In Claremont, not far from Services Center for Independent Living, there are sidewalk curbs that don’t have the proper cutouts for wheelchair access, Nwokike said. She’s going to ask the Claremont City Council to fix that soon, but at the Grand Opening, she already had sympathetic ears from the mayor and two city council members
Another disabled employee of this center, Corinne Garcia, serves as the assistive technology manager, helping them find the tools they need, such as Angela’s JAWS software.
“A person with severe muscle spasms might not be able to eat with regular plates and silverware,” Garcia said. “However, there are plates with lips and silverware with wide handles that can be twisted to different angles that will give spastic people the control they need to feed themselves.’
Children who don’t have fine muscle coordination might not be able to lift traditional crayons with their fingers, but Services Center for Independent Living has paperless crayons shaped like stars, leaves and pieces of fruit. All a child needs to do with these crayons is push them against the paper.
“We believe in helping people to live independently,” said Garcia. “If all you do is feed someone they aren’t independent.
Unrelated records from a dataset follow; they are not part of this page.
// region:    --- Imports
use crate::error::AuctionError;
use async_trait::async_trait;
use axum::extract::{FromRequest, Request};
use axum::Json;
use serde::de::DeserializeOwned;

// endregion: --- Imports

/// 요청 본문 검증
pub trait Validate {
    fn validate(&self) -> Result<(), AuctionError>;
}

/// 역직렬화와 검증을 모두 통과한 JSON 본문
///
/// 형식 오류(필드 누락, 타입 불일치)와 검증 실패 모두 비즈니스 로직 실행 전에
/// `AuctionError::Validation` 으로 거절된다.
#[derive(Debug)]
pub struct ValidatedJson<T>(pub T);

#[async_trait]
impl<T, S> FromRequest<S> for ValidatedJson<T>
where
    T: DeserializeOwned + Validate,
    S: Send + Sync,
{
    type Rejection = AuctionError;

    async fn from_request(req: Request, state: &S) -> Result<Self, Self::Rejection> {
        let Json(value) = Json::<T>::from_request(req, state)
            .await
            .map_err(|rejection| AuctionError::Validation(rejection.body_text()))?;
        value.validate()?;
        Ok(Self(value))
    }
}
But given the right tools, they can be!”
There are other staff members who help the disabled people, which Services Center for Independent Living calls “consumers,” find their way around the building. Some of them meet one on one with the clientele, helping them to come up with a plan for their own independence.
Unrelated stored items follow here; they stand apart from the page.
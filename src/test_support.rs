use crate::auction::model::{Auction, AuctionStatus};
use crate::error::StoreError;
use crate::store::{AuctionStore, UpdateOutcome};
use async_trait::async_trait;

/// 모든 호출이 실패하는 저장소 (저장소 장애 재현용)
pub struct FailingStore;

#[async_trait]
impl AuctionStore for FailingStore {
    async fn get(&self, _id: &str) -> Result<Option<Auction>, StoreError> {
        Err(StoreError::Database(sqlx::Error::PoolTimedOut))
    }

    async fn put(&self, _auction: &Auction) -> Result<(), StoreError> {
        Err(StoreError::Database(sqlx::Error::PoolTimedOut))
    }

    async fn update_highest_bid(
        &self,
        _id: &str,
        _amount: f64,
        _bidder: &str,
    ) -> Result<UpdateOutcome, StoreError> {
        Err(StoreError::Database(sqlx::Error::PoolTimedOut))
    }

    async fn list_by_status(&self, _status: AuctionStatus) -> Result<Vec<Auction>, StoreError> {
        Err(StoreError::Database(sqlx::Error::PoolTimedOut))
    }
}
Overseeing all of Services Center for Independent Living is Dr. Lee Nattress, executive director. Dr. Nattress has more than 60 years experience working in health care, beginning with the development and fitting of artificial limbs.
His past experience includes coordinating extension programs at the then newly-established University of California, Los Angeles School of Medicine in the 1950s, executive director for the American Board for Certification in Orthotics and Prosthetics in Chicago, and a consulting business that helped many universities around the country strengthen their medical programs.
He “retired” from a position as the director of the Office of Education and Research in the Department of Family Medicine at Loma Linda University in 1997, but has since then managed or directe
d several community-based organizations that help disabled people. He’s been the executive director of Services Center for Independent Living since 2007, and since then has strived to make government leaders and business people aware of the services this center provides.
In Claremont, at least three city council members and one assembly member are impressed with what Dr. Nattress and the rest of the Services Center for Independent Living are doing to make life better for the disabled.
“Our city feels responsible for meeting the needs of all of our residents,” said Council Member Peter Yao. “It is important for us as council members to be able to know as much as we can about our city’s organizations that can help. Now that we have seen what Services Center for Independent Living can do, we will promote its programs.”
Services Center for Independent Living is a 501(c)(3) non-profit organization, established in 1980 to meet the needs of east San Gabriel Valley and Pomona Valley disabled residents. Services include training in independent living skills, advocacy, helping to acquire tools to assist with mobility and other basic needs and providing information and referrals.